Die NICE-SUGAR Study bestätigt den Trend zur weniger knappen Diabeteseinstellung bei multimorbiden Patienten, welchen die großen Diabetesstudien der letzten Jahre (ACCORD, ADVANCE, VADT) zur Folge hatten. Bei Patienten, die an einer Intensivstation behandelt werden müssen, liegt vergleichsweise ein Zustand der Multimorbidität vor, der das Risiko für schwere Hypoglykämien deutlich erhöht. Die sowohl kardial als auch zerebral erhöhte Instabilität und Vulnerabilität des Intensivpatienten, gekoppelt mit Elektrolytverschiebungen, Inflammation, Gerinnungsstörung, Vasokonstriktion und autonomer Dysfunktion, sind wohl Ursachen dafür. Umgekehrt kann das Auftreten einer spontanen schweren Hypoglykämie als Marker für einen Verlauf mit erhöhtem Mortalitätsrisiko betrachtet werden. Patienten mit längerem Aufenthalt in der Intensivstation, also offensichtlich schwererem Krankheitsbild, hatten deutlich mehr moderate und schwere Hypoglykämien als jene mit kürzerem Aufenthalt (52,4 % vs. 38,8 % bzw. 6 % vs. 1,8 %). Die Assoziation der erhöhten Mortalität mit moderater und schwerer Hypoglykämie um 41 % bzw. 210 % (p < 0,001) bestand unabhängig von einer bekannten diabetischen Stoffwechsellage auch für Patienten ohne Diabetes. Eine knappe Blutzuckereinstellung mit der Gefahr für Hypoglykämien sollte damit in der Intensivmedizin vermieden werden. Aktuell gibt dazu ein Positionspapier der ÖDG den Rat, bei intensivmedizinisch versorgten Patienten unter Insulintherapie Blutzuckerwerte zwischen 140 mg/dl und 180 mg/dl anzustreben (bei bestimmten chirurgischen Kollektiven 110–140 mg/dl), die Blutzuckerwerte insbesondere bei Patienten mit hohem Hypoglykämierisiko (parenterale Ernährung, Therapie mit Glukokortikoiden, Immunsuppressiva oder Octretoid) regelmäßig zu kontrollieren (Clodi et al., Wien Klin Wochenschr 2012).

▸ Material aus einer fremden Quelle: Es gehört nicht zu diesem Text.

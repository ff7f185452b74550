//! Tracker session service.
//!
//! # Responsibility
//! - Own the session lifecycle: load once, mutate, flush on close.
//! - Run the mutate -> persist -> render cycle for every user action.
//! - Drive confirmation and two-step edit prompts through `UserInterface`.
//!
//! # Invariants
//! - Only committed mutations persist and re-render.
//! - Cancelled or skipped actions leave state, storage and display untouched.
//! - A failed save keeps in-memory state and still re-renders.
//! - Persisted writes are full-collection overwrites of the touched collection.

use crate::config::TrackerConfig;
use crate::model::project::{ProjectStatus, TaskRef};
use crate::repo::state_repo::StateRepository;
use crate::service::entity_store::{Collection, EntityStore, Mutation, SkipReason};
use crate::service::notes::DeferredSave;
use crate::service::summary::{summarize, Summary};
use crate::storage::KvStore;
use crate::ui::{Notice, UserInterface};
use crate::view::{render_frame, Frame};
use chrono::Utc;
use log::{debug, error, info};
use std::time::Instant;

const DELETE_PROJECT_CONFIRM: &str = "Are you sure you want to delete this project?";
const EDIT_TITLE_PROMPT: &str = "Edit project title:";
const EDIT_DESCRIPTION_PROMPT: &str = "Edit project description:";

/// What a user action ended up doing.
#[derive(Debug, Clone, Copy, PartialEq, Eq)]
pub enum Outcome {
    /// State changed and a frame was rendered. `persisted` is `false` when
    /// the storage write failed.
    Committed { persisted: bool },
    /// Validation or bounds check rejected the action.
    Skipped(SkipReason),
    /// The user declined a confirmation or cancelled a prompt.
    Cancelled,
}

impl Outcome {
    pub fn is_committed(self) -> bool {
        matches!(self, Self::Committed { .. })
    }
}

/// One tracker session over a key-value store and a host UI.
pub struct TrackerService<S: KvStore, U: UserInterface> {
    entities: EntityStore,
    repo: StateRepository<S>,
    ui: U,
    notes_save: DeferredSave,
}

impl<S: KvStore, U: UserInterface> TrackerService<S, U> {
    /// Loads state from `store` and renders the first frame.
    pub fn open(store: S, ui: U, config: TrackerConfig) -> Self {
        let repo = StateRepository::new(store);
        let entities = EntityStore::from_loaded(repo.load());
        info!(
            "event=session_open module=service status=ok todos={} projects={} notes_bytes={}",
            entities.todos().len(),
            entities.projects().len(),
            entities.notes().len()
        );

        let mut service = Self {
            entities,
            repo,
            ui,
            notes_save: DeferredSave::new(config.notes_debounce),
        };
        service.render();
        service
    }

    pub fn entities(&self) -> &EntityStore {
        &self.entities
    }

    pub fn summary(&self) -> Summary {
        summarize(self.entities.todos(), self.entities.projects())
    }

    pub fn frame(&self) -> Frame {
        render_frame(
            self.entities.todos(),
            self.entities.projects(),
            self.entities.notes(),
        )
    }

    pub fn ui(&self) -> &U {
        &self.ui
    }

    pub fn ui_mut(&mut self) -> &mut U {
        &mut self.ui
    }

    pub fn add_todo(&mut self, text: &str) -> Outcome {
        let mutation = self.entities.add_todo(text, Utc::now());
        self.finish("add_todo", mutation)
    }

    pub fn toggle_todo(&mut self, index: usize) -> Outcome {
        let mutation = self.entities.toggle_todo(index);
        self.finish("toggle_todo", mutation)
    }

    pub fn delete_todo(&mut self, index: usize) -> Outcome {
        let mutation = self.entities.delete_todo(index);
        self.finish("delete_todo", mutation)
    }

    pub fn add_project(&mut self, title: &str, description: &str, status: ProjectStatus) -> Outcome {
        let mutation = self
            .entities
            .add_project(title, description, status, Utc::now());
        self.finish("add_project", mutation)
    }

    /// Deletes a project after the user confirms.
    pub fn delete_project(&mut self, index: usize) -> Outcome {
        if let Some(skipped) = self.missing_project(index) {
            return self.finish("delete_project", skipped);
        }
        if !self.ui.confirm(DELETE_PROJECT_CONFIRM) {
            return cancelled("delete_project");
        }
        let mutation = self.entities.delete_project(index);
        self.finish("delete_project", mutation)
    }

    /// Prompts for a new title, then a new description; commits only when
    /// both prompts are answered.
    pub fn edit_project(&mut self, index: usize) -> Outcome {
        let Some(project) = self.entities.project(index) else {
            let len = self.entities.projects().len();
            return self.finish("edit_project", project_out_of_range(index, len));
        };
        let current_title = project.title.clone();
        let current_description = project.description.clone();

        let Some(title) = self.ui.prompt(EDIT_TITLE_PROMPT, &current_title) else {
            return cancelled("edit_project");
        };
        let Some(description) = self.ui.prompt(EDIT_DESCRIPTION_PROMPT, &current_description)
        else {
            return cancelled("edit_project");
        };

        let mutation = self.entities.edit_project(index, &title, &description);
        self.finish("edit_project", mutation)
    }

    pub fn add_task(&mut self, project_index: usize, text: &str) -> Outcome {
        let mutation = self.entities.add_task(project_index, text);
        self.finish("add_task", mutation)
    }

    pub fn toggle_task(&mut self, task_ref: TaskRef) -> Outcome {
        let mutation = self.entities.toggle_task(task_ref);
        self.finish("toggle_task", mutation)
    }

    pub fn add_comment(&mut self, project_index: usize, text: &str) -> Outcome {
        let mutation = self
            .entities
            .add_comment(project_index, text, Utc::now());
        self.finish("add_comment", mutation)
    }

    /// Records a notes edit and (re)starts the deferred save window.
    pub fn edit_notes(&mut self, text: impl Into<String>, now: Instant) {
        self.entities.set_notes(text);
        self.notes_save.schedule(now);
    }

    /// Fires the deferred notes save when its window has elapsed.
    ///
    /// Returns `true` when a save was attempted.
    pub fn tick(&mut self, now: Instant) -> bool {
        if !self.notes_save.fire_if_due(now) {
            return false;
        }
        self.persist_notes("notes_autosave");
        true
    }

    /// Deadline of the pending deferred save, if any.
    pub fn next_deadline(&self) -> Option<Instant> {
        self.notes_save.due_at()
    }

    /// Saves the notes immediately and confirms to the user.
    pub fn save_notes(&mut self) -> Outcome {
        self.notes_save.cancel();
        let persisted = self.persist_notes("notes_save");
        if persisted {
            self.ui.notify(&Notice::NotesSaved);
        }
        Outcome::Committed { persisted }
    }

    /// Ends the session: flushes a pending notes save and hands the store
    /// back.
    pub fn close(mut self) -> S {
        if self.notes_save.take() {
            self.persist_notes("notes_flush");
        }
        info!("event=session_close module=service status=ok");
        self.repo.into_store()
    }

    fn finish(&mut self, op: &'static str, mutation: Mutation) -> Outcome {
        match mutation {
            Mutation::Applied(collection) => {
                let persisted = self.persist(collection);
                self.render();
                info!(
                    "event=mutation module=service status=ok op={op} collection={} persisted={persisted}",
                    collection.as_str()
                );
                Outcome::Committed { persisted }
            }
            Mutation::Skipped(reason) => {
                if reason == SkipReason::EmptyTitle {
                    self.ui.notify(&Notice::ProjectTitleRequired);
                }
                debug!("event=mutation module=service status=skipped op={op} reason={reason}");
                Outcome::Skipped(reason)
            }
        }
    }

    fn persist(&mut self, collection: Collection) -> bool {
        let result = match collection {
            Collection::Todos => self.repo.save_todos(self.entities.todos()),
            Collection::Projects => self.repo.save_projects(self.entities.projects()),
        };
        match result {
            Ok(()) => true,
            Err(err) => {
                error!(
                    "event=state_save module=service status=error collection={} error={err}",
                    collection.as_str()
                );
                self.ui.notify(&Notice::StorageFailed {
                    collection: collection.as_str(),
                    reason: err.to_string(),
                });
                false
            }
        }
    }

    fn persist_notes(&mut self, op: &'static str) -> bool {
        match self.repo.save_notes(self.entities.notes()) {
            Ok(()) => {
                debug!("event={op} module=service status=ok");
                true
            }
            Err(err) => {
                error!("event={op} module=service status=error error={err}");
                self.ui.notify(&Notice::StorageFailed {
                    collection: "notes",
                    reason: err.to_string(),
                });
                false
            }
        }
    }

    fn render(&mut self) {
        let frame = self.frame();
        self.ui.render(&frame);
    }

    fn missing_project(&self, index: usize) -> Option<Mutation> {
        let len = self.entities.projects().len();
        (index >= len).then(|| project_out_of_range(index, len))
    }
}

fn project_out_of_range(index: usize, len: usize) -> Mutation {
    Mutation::Skipped(SkipReason::OutOfRange {
        collection: "projects",
        index,
        len,
    })
}

fn cancelled(op: &'static str) -> Outcome {
    info!("event=mutation module=service status=cancelled op={op}");
    Outcome::Cancelled
}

Auch der SPECS Trial, in welchem nichtdiabetische Säuglinge mit herzchirurgischem Eingriff eingeschlossen wurden, kam zu dem Schluss, dass eine intensivierte Blutzuckerkontrolle (Ziel: 80–110 mg/dl) keinen positiven Einfluss auf den Verlauf hatte. Allerdings war der letztlich erreichte mittlere Blutzucker mit 112 mg/dl vs. 121 mg/dl in der intensiviert therapierten bzw. Standardgruppe nur gering unterschiedlich und die Zeit unter Insulintherapie in der intensiviert therapierten Gruppe bei im Mittel nur 2 Tagen – damit ist ein Ergebnis ohne signifikante Unterschiede verständlich. Im Weiteren kann angenommen werden, dass die für multimorbide Erwachsene beschriebene Vulnerabilität für das untersuchte Kinderkollektiv nicht gilt, was sich auch in einer sehr geringen Zahl schwerer Hypoglykämien (Blutzucker < 40 mg/dl) von 3 % vs. 1 % in der intensivierten vs. Standardtherapiegruppe zeigte.